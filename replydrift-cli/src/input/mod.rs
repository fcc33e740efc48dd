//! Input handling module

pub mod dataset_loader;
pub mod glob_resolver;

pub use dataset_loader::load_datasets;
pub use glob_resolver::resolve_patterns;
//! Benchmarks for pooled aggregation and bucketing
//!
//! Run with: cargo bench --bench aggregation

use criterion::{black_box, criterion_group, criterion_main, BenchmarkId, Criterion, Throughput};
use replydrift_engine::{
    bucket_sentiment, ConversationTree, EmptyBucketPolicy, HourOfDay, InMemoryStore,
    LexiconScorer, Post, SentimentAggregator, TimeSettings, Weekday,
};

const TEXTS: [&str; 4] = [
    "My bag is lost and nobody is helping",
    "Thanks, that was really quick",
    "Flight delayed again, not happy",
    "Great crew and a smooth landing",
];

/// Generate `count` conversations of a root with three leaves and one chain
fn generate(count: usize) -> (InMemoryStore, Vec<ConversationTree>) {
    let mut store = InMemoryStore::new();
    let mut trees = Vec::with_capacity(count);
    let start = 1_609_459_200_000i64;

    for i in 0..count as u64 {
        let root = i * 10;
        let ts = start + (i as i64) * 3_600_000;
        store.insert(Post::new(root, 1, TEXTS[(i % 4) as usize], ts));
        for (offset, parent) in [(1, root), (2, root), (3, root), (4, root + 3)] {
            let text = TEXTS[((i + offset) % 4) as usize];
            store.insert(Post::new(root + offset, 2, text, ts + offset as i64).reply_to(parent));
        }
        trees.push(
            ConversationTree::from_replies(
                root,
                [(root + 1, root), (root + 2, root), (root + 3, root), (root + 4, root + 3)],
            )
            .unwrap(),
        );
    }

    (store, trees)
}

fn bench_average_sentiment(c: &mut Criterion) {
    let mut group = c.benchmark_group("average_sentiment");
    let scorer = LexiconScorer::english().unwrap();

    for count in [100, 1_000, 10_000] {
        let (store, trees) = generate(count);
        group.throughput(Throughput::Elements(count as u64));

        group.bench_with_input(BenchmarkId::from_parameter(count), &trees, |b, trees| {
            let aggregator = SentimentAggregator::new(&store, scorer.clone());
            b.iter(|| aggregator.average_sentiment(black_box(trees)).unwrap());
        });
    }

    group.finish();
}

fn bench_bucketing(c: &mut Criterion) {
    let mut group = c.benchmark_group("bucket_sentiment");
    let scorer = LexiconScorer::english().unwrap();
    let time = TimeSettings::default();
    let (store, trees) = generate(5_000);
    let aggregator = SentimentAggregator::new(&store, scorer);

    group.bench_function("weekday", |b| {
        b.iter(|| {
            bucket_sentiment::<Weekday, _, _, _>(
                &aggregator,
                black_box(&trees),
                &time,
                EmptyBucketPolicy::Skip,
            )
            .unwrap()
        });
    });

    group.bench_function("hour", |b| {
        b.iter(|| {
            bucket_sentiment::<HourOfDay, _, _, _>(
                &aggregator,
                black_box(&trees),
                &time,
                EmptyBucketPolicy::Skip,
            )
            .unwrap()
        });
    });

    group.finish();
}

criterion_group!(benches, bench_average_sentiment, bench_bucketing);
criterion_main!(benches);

--

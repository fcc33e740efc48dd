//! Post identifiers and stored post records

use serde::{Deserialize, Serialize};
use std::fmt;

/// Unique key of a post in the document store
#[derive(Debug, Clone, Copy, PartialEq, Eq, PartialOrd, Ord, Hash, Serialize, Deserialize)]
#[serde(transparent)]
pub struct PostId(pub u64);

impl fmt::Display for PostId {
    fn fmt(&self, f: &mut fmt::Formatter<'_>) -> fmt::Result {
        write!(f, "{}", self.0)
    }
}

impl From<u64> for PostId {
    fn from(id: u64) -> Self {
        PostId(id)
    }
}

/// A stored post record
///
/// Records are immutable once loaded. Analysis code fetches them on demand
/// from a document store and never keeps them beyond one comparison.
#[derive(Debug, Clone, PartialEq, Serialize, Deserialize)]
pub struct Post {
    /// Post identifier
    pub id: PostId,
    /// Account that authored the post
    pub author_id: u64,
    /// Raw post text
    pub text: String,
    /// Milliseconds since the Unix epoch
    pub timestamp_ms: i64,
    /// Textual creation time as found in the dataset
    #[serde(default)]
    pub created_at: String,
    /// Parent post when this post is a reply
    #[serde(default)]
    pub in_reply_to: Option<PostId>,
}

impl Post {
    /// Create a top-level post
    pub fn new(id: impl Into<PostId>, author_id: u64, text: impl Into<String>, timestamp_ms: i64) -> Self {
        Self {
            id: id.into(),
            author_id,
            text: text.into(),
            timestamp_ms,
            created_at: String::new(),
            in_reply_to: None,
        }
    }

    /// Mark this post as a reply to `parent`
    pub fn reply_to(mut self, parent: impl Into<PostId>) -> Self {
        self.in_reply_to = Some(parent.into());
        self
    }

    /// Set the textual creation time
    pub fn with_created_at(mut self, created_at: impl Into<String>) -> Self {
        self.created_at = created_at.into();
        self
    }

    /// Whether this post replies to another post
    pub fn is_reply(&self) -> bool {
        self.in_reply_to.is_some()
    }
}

#### TASK DIRECTIONS
Reproduce word for word the material above, starting with the line that has "stored post records" and stopping after the line that has "impl fmt::Display for".

#### RESPONSE TO THIS TASK
//! Post identifiers and stored post records

use serde::{Deserialize, Serialize};
use std::fmt;

/// Unique key of a post in the document store
#[derive(Debug, Clone, Copy, PartialEq, Eq, PartialOrd, Ord, Hash, Serialize, Deserialize)]
#[serde(transparent)]
pub struct PostId(pub u64);

impl fmt::Display for PostId {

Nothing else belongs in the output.